Historical periods

Contemporary era

From the 1980s to today: digital cultures, post-colonial debates, identity politics and a global art world reshape what museums and venues show.

Period overview

Useful background to understand this period and the linked exhibitions.

Contemporary period is a period for reading Paris exhibitions through living artists, current debates, installations, performance, photography, digital media and global exhibition networks. It gives visitors a clear entry point before choosing a show: what to look at, which questions the display raises, and how the works connect to broader cultural history. In art history, Contemporary period matters because it links style, technique, patronage and social change instead of treating artworks as isolated images. Through living artists, current debates, installations, performance, photography, digital media and global exhibition networks, it reveals how visual forms circulate between workshops, institutions, collectors and audiences. It also helps place objects, artists and museum narratives within a precise historical frame. Related Paris exhibitions can include museum retrospectives, collection displays, archive-led shows and contemporary projects. Use this page to connect Contemporary period with artists, venues and formats across the season. For visitors, the useful question is not only whether an exhibition is about Contemporary period, but how strongly it uses that angle to organize the experience. Pay attention to dates, medium shifts, patronage and the historical vocabulary reused by later artists. When one show is listed, read it as a doorway into a larger museum conversation.

How to use this page

A practical reading of the period through linked artists, movements and subjects already present on the site.

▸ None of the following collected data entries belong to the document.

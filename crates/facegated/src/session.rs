//! Authentication session state machine.
//!
//! Owns the session state and the descriptor store, and ties together
//! gate → priming → repeated authenticate attempts. State is published
//! through a `watch` channel so the presentation layer only ever sees
//! read-only snapshots; the face-count classification arrives the same way
//! from the capture monitor.

use crate::dataset::DatasetEntry;
use crate::engine::FaceSource;
use crate::gate::GateError;
use crate::store::DescriptorStore;
use facegate_core::{FaceCount, Matcher, NearestMatcher, Observation};
use std::fmt;
use std::future::Future;
use std::sync::atomic::{AtomicBool, Ordering};
use std::sync::OnceLock;
use thiserror::Error;
use tokio::sync::{watch, RwLock};

/// Identity surfaced to the presentation layer on success.
#[derive(Debug, Clone, PartialEq)]
pub struct AuthenticatedIdentity {
    pub label: String,
    pub display: Option<String>,
    pub distance: f32,
}

/// Why an attempt was rejected.
#[derive(Debug, Clone, Copy, PartialEq, Eq)]
pub enum RejectReason {
    /// The captured frame had no detectable face (it changed between the
    /// monitor tick and the capture).
    NoFaceAtCapture,
    /// The captured frame had more than one face.
    MultipleFacesAtCapture,
    /// A descriptor was extracted but nothing in the store is close enough.
    NoMatch,
}

impl fmt::Display for RejectReason {
    fn fmt(&self, f: &mut fmt::Formatter<'_>) -> fmt::Result {
        f.write_str(match self {
            RejectReason::NoFaceAtCapture => "no-face-at-capture",
            RejectReason::MultipleFacesAtCapture => "multiple-faces-at-capture",
            RejectReason::NoMatch => "no-match",
        })
    }
}

/// Why a trigger never turned into an attempt (a guard, not an error).
#[derive(Debug, Clone, Copy, PartialEq, Eq)]
pub enum SkipReason {
    NotReady,
    CameraUnavailable,
    /// The live classification is not exactly one face.
    FacesInView(FaceCount),
    SessionClosed,
}

impl fmt::Display for SkipReason {
    fn fmt(&self, f: &mut fmt::Formatter<'_>) -> fmt::Result {
        f.write_str(match self {
            SkipReason::NotReady => "not-ready",
            SkipReason::CameraUnavailable => "camera-unavailable",
            SkipReason::FacesInView(_) => "not-exactly-one-face",
            SkipReason::SessionClosed => "session-closed",
        })
    }
}

/// Result of one authenticate trigger.
#[derive(Debug, Clone)]
pub enum AttemptOutcome {
    Skipped(SkipReason),
    Authenticated(AuthenticatedIdentity),
    Rejected(RejectReason),
}

/// Session lifecycle state.
#[derive(Debug, Clone, PartialEq)]
pub enum SessionState {
    ModelsLoading,
    Priming,
    Ready,
    Capturing,
    Matching,
    Authenticated(AuthenticatedIdentity),
    Rejected(RejectReason),
    /// Terminal; only a full restart leaves this state.
    Error(String),
}

impl SessionState {
    pub fn name(&self) -> &'static str {
        match self {
            SessionState::ModelsLoading => "models-loading",
            SessionState::Priming => "priming",
            SessionState::Ready => "ready",
            SessionState::Capturing => "capturing",
            SessionState::Matching => "matching",
            SessionState::Authenticated(_) => "authenticated",
            SessionState::Rejected(_) => "rejected",
            SessionState::Error(_) => "error",
        }
    }

    /// An attempt may begin from Ready or from a previous outcome; the
    /// session is reusable without re-priming.
    fn may_attempt(&self) -> bool {
        matches!(
            self,
            SessionState::Ready | SessionState::Authenticated(_) | SessionState::Rejected(_)
        )
    }
}

#[derive(Error, Debug)]
pub enum StartError {
    #[error("session already started")]
    AlreadyStarted,
    #[error(transparent)]
    Gate(#[from] GateError),
}

/// The authentication session.
pub struct Session<S: FaceSource> {
    threshold: f32,
    state: watch::Sender<SessionState>,
    face_count: watch::Receiver<FaceCount>,
    store: RwLock<DescriptorStore>,
    source: OnceLock<S>,
    started: AtomicBool,
    closed: AtomicBool,
}

impl<S: FaceSource> Session<S> {
    /// Create a session that reads live face counts from `face_count`.
    pub fn new(threshold: f32, face_count: watch::Receiver<FaceCount>) -> Self {
        let (state, _) = watch::channel(SessionState::ModelsLoading);
        Self {
            threshold,
            state,
            face_count,
            store: RwLock::new(DescriptorStore::new()),
            source: OnceLock::new(),
            started: AtomicBool::new(false),
            closed: AtomicBool::new(false),
        }
    }

    /// Current state snapshot.
    pub fn state(&self) -> SessionState {
        self.state.borrow().clone()
    }

    /// Subscribe to state snapshots.
    pub fn subscribe(&self) -> watch::Receiver<SessionState> {
        self.state.subscribe()
    }

    /// Latest live face-count classification.
    pub fn face_count(&self) -> FaceCount {
        *self.face_count.borrow()
    }

    pub fn camera_available(&self) -> bool {
        self.source.get().map(S::camera_available).unwrap_or(false)
    }

    pub async fn registered_count(&self) -> usize {
        self.store.read().await.len()
    }

    /// Drive the session to Ready: resolve the readiness gate, then prime
    /// the store from the dataset. A gate failure is terminal — the session
    /// lands in `Error` and stays there.
    ///
    /// Returns the resolved detection source so the caller can hand it to
    /// the capture monitor.
    pub async fn start<F>(&self, prepare: F, entries: Vec<DatasetEntry>) -> Result<S, StartError>
    where
        F: Future<Output = Result<S, GateError>>,
    {
        if self.started.swap(true, Ordering::SeqCst) {
            return Err(StartError::AlreadyStarted);
        }

        self.state.send_replace(SessionState::ModelsLoading);
        let source = match prepare.await {
            Ok(source) => source,
            Err(e) => {
                self.state.send_replace(SessionState::Error(e.to_string()));
                return Err(e.into());
            }
        };

        self.state.send_replace(SessionState::Priming);
        {
            let mut store = self.store.write().await;
            match store.prime(&source, &entries).await {
                Ok(count) => tracing::info!(registered = count, "descriptor store primed"),
                Err(e) => tracing::warn!(error = %e, "priming refused"),
            }
        }

        let _ = self.source.set(source.clone());
        self.state.send_replace(SessionState::Ready);
        tracing::info!("session ready");
        Ok(source)
    }

    /// One authenticate trigger: guard, capture, extract, match, publish.
    pub async fn authenticate(&self) -> AttemptOutcome {
        if self.closed.load(Ordering::SeqCst) {
            return AttemptOutcome::Skipped(SkipReason::SessionClosed);
        }
        let Some(source) = self.source.get() else {
            return AttemptOutcome::Skipped(SkipReason::NotReady);
        };
        if !source.camera_available() {
            return AttemptOutcome::Skipped(SkipReason::CameraUnavailable);
        }
        let count = self.face_count();
        if count != FaceCount::One {
            return AttemptOutcome::Skipped(SkipReason::FacesInView(count));
        }

        // Atomic guard-and-transition: concurrent triggers cannot both enter.
        let entered = self.state.send_if_modified(|state| {
            if state.may_attempt() {
                *state = SessionState::Capturing;
                true
            } else {
                false
            }
        });
        if !entered {
            return AttemptOutcome::Skipped(SkipReason::NotReady);
        }

        let outcome = match source.probe().await {
            Err(e) => {
                tracing::warn!(error = %e, "capture failed during attempt");
                self.publish(SessionState::Ready);
                return AttemptOutcome::Skipped(SkipReason::CameraUnavailable);
            }
            Ok(Observation::NoFace) => AttemptOutcome::Rejected(RejectReason::NoFaceAtCapture),
            Ok(Observation::ManyFaces(faces)) => {
                tracing::debug!(faces, "frame gained faces between tick and capture");
                AttemptOutcome::Rejected(RejectReason::MultipleFacesAtCapture)
            }
            Ok(Observation::OneFace(probe)) => {
                self.publish(SessionState::Matching);
                let store = self.store.read().await;
                let result = NearestMatcher.compare(&probe, store.identities(), self.threshold);
                match result.identity {
                    Some(identity) => AttemptOutcome::Authenticated(AuthenticatedIdentity {
                        label: identity.label,
                        display: identity.display,
                        distance: result.distance,
                    }),
                    None => {
                        tracing::info!(distance = result.distance, "no identity within threshold");
                        AttemptOutcome::Rejected(RejectReason::NoMatch)
                    }
                }
            }
        };

        // An attempt that outlived teardown completes but is discarded
        // rather than written into the closed session.
        if self.closed.load(Ordering::SeqCst) {
            tracing::debug!("attempt finished after teardown; result discarded");
            return AttemptOutcome::Skipped(SkipReason::SessionClosed);
        }

        match &outcome {
            AttemptOutcome::Authenticated(identity) => {
                tracing::info!(label = %identity.label, distance = identity.distance, "authenticated");
                self.publish(SessionState::Authenticated(identity.clone()));
            }
            AttemptOutcome::Rejected(reason) => {
                tracing::info!(reason = %reason, "attempt rejected");
                self.publish(SessionState::Rejected(*reason));
            }
            AttemptOutcome::Skipped(_) => unreachable!("skips return early"),
        }

        outcome
    }

    /// Tear the session down. In-flight attempts finish and discard.
    pub fn close(&self) {
        self.closed.store(true, Ordering::SeqCst);
        tracing::debug!("session closed");
    }

    fn publish(&self, state: SessionState) {
        if !self.closed.load(Ordering::SeqCst) {
            self.state.send_replace(state);
        }
    }
}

Contemporary era is useful on Expo Paris because it places exhibitions inside a readable chronology instead of leaving them as isolated events. 21 linked exhibitions already give this page a concrete editorial role in the English navigation.

Movements like Conceptual Art, New Wave, and Pop art help explain its formal and cultural tensions.

Key anchors

Short cues to read this period across exhibitions, artists and related editorial pages.

  • Use the contemporary era as a reading frame for the present cultural environment, not only as a loose date marker.
  • This page is especially useful when exhibitions combine living practices, institutional visibility and current social or visual questions.
  • On Expo Paris, it should help readers connect broad present-day curiosity with more precise routes on scenes, artists and subjects.

Core reading anchors

Direct links to the artists, movements and subjects that make this period easier to browse in English.

Useful editorial routes

A few strong pages to keep reading this period through movements, subjects and exhibition clusters already visible on the site.

Core editorial routes

Stable English routes that keep this period connected to the main catalogue and discovery layers.

Linked exhibitions

Exhibitions already available through this period page.

Explore this period

Artists, movements and subjects already linked to this historical frame.